The answer must be every line from the entries below that includes "return".

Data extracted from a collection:
——
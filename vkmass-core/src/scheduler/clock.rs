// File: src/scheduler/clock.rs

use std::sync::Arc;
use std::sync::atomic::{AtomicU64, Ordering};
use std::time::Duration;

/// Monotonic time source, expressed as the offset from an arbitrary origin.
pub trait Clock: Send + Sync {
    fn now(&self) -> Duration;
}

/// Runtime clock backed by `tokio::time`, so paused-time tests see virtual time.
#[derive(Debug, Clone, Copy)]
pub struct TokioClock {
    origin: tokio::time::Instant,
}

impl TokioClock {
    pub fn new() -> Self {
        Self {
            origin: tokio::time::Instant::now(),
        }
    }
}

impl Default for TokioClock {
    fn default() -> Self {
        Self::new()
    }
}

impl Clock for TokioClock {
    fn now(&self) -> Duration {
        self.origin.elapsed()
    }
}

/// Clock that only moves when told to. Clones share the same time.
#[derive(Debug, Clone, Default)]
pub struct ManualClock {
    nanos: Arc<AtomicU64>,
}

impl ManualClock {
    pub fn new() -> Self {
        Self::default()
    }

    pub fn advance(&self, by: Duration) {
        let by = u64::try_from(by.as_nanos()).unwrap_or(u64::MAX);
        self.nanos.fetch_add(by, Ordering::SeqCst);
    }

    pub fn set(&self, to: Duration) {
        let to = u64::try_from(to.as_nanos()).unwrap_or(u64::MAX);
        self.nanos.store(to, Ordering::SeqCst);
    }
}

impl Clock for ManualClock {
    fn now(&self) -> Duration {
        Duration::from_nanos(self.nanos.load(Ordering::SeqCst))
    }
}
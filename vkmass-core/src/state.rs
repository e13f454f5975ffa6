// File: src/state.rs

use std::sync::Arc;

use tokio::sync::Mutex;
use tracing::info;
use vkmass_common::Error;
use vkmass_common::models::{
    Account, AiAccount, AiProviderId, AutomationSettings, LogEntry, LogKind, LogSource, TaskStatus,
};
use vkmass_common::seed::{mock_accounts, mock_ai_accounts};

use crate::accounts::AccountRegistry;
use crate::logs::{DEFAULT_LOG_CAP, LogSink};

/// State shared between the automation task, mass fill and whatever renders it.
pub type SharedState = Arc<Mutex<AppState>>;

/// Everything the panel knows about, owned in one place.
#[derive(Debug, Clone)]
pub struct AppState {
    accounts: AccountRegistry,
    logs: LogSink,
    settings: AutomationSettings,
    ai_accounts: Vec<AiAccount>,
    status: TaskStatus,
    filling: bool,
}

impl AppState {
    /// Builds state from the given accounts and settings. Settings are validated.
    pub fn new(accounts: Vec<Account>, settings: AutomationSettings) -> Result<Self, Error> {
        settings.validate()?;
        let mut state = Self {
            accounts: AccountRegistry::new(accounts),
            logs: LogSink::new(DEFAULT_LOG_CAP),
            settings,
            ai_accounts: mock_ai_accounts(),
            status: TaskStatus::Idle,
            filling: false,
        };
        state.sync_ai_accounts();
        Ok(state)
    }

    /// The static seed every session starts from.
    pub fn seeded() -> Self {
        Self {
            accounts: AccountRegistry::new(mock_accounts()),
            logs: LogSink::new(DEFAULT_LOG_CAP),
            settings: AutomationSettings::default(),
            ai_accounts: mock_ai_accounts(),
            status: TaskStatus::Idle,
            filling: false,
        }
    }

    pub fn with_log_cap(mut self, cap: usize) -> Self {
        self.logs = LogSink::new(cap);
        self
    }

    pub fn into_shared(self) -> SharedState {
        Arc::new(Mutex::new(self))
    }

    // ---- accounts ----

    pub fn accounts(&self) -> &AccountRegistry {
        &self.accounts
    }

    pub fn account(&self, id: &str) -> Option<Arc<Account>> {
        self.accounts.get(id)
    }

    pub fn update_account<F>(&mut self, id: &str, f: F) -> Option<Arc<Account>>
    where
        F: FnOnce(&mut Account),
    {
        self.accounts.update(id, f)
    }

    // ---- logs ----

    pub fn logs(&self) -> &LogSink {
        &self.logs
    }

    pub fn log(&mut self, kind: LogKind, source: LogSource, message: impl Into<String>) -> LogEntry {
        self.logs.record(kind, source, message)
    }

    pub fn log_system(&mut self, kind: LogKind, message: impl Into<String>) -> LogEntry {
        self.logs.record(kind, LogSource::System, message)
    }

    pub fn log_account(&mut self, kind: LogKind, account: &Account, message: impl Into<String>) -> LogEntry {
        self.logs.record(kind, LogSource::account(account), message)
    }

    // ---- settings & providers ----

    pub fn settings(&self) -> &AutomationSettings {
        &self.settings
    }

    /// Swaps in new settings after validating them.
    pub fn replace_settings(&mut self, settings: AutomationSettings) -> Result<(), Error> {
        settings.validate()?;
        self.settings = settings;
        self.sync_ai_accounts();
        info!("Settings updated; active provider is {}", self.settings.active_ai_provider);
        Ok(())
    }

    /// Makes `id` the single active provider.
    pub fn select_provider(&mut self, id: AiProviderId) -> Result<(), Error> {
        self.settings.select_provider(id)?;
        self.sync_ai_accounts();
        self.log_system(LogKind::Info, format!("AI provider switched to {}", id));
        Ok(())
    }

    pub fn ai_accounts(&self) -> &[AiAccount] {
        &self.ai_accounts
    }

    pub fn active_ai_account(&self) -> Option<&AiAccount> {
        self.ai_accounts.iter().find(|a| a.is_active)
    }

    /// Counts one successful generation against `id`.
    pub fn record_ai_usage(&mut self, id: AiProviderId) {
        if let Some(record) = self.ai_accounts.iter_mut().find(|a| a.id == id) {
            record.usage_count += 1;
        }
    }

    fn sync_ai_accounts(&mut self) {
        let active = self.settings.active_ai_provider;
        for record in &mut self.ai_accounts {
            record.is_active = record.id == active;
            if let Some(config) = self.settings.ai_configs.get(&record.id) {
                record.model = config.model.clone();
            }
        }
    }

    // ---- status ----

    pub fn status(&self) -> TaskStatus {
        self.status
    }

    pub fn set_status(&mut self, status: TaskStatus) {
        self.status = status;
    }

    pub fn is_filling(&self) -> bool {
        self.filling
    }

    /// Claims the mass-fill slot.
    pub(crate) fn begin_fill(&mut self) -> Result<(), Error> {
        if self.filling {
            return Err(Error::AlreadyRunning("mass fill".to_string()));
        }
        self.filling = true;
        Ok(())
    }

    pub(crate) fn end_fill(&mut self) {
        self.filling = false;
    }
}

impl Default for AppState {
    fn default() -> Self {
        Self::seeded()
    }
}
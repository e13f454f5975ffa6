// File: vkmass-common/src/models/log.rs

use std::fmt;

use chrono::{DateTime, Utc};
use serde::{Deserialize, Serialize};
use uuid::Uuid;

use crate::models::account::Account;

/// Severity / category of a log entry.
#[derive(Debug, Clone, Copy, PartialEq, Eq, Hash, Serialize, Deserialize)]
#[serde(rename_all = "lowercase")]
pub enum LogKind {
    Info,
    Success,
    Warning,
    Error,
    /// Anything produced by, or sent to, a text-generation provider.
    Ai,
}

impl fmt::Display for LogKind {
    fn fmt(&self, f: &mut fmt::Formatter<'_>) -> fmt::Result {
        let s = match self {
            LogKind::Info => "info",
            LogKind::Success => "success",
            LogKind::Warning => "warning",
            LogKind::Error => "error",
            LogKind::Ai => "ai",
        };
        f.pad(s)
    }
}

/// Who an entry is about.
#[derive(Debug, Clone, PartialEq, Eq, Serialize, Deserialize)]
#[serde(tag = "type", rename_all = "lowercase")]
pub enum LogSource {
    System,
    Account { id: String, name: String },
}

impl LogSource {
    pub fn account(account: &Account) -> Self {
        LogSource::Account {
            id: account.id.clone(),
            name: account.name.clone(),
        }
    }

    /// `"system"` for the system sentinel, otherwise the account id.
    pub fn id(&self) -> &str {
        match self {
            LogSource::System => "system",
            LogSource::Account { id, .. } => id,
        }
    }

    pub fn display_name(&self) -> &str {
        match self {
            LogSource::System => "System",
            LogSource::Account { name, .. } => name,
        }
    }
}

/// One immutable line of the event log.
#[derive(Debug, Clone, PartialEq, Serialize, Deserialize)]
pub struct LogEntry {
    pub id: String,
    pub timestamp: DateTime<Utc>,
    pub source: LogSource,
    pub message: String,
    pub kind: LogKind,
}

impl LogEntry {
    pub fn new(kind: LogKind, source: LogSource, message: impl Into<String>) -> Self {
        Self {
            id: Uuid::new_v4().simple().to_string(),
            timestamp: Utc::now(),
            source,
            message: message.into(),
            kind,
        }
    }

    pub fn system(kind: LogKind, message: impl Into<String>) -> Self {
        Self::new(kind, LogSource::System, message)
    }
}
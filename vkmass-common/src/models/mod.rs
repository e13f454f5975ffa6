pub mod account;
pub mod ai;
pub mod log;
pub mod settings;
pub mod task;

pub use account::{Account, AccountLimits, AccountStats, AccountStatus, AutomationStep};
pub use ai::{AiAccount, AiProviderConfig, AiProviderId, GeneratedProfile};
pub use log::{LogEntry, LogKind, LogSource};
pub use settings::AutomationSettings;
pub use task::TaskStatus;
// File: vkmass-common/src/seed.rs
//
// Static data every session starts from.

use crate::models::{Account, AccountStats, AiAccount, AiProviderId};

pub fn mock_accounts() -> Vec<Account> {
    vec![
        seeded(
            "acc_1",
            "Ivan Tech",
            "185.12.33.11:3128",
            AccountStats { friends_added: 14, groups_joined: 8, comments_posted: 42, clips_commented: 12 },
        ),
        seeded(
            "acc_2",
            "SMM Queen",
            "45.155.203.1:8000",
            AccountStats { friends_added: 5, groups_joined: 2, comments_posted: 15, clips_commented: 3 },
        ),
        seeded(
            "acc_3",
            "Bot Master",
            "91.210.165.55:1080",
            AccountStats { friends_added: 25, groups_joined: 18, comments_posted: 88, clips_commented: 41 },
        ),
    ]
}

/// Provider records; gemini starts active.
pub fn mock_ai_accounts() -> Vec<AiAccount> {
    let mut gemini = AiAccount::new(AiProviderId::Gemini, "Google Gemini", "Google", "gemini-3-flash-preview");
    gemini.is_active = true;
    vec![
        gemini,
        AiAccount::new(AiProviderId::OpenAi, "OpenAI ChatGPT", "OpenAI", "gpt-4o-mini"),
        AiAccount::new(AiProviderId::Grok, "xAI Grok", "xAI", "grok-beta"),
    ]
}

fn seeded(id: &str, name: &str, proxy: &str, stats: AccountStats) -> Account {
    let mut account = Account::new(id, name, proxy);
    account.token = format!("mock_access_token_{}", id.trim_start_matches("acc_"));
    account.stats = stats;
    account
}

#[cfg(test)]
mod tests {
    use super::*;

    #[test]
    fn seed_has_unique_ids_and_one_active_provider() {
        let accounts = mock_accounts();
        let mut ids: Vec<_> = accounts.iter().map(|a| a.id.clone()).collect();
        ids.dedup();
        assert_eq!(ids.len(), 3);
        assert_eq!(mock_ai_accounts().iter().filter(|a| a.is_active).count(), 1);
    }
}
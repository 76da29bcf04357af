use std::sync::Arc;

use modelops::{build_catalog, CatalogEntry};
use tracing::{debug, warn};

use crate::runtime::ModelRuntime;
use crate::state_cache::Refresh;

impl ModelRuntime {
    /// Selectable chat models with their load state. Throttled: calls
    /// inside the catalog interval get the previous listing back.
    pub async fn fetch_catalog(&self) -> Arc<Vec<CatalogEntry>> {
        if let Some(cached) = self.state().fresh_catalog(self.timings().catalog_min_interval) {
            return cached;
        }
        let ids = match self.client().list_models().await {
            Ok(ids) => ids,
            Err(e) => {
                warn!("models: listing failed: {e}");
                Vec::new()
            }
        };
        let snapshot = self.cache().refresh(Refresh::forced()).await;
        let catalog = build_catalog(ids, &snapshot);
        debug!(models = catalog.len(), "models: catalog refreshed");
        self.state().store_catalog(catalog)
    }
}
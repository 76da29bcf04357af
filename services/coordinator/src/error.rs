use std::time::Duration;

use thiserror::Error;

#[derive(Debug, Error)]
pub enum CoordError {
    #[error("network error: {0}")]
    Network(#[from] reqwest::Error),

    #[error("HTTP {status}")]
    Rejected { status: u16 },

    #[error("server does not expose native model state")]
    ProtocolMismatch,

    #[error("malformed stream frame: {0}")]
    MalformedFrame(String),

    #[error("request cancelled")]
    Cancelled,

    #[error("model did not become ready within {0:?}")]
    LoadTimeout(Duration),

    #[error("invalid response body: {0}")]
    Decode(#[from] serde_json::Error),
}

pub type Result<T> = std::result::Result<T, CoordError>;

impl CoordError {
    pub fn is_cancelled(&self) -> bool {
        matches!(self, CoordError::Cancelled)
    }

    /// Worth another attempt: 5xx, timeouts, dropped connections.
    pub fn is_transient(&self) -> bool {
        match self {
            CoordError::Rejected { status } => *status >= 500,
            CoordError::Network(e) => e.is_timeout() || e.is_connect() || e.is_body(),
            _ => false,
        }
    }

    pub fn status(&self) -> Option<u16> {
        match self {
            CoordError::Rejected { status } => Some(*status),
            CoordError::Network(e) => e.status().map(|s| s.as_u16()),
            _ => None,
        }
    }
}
——
#### Written response
            return Err(Error::AlreadyRunning("mass fill".to_string()));
            return cached;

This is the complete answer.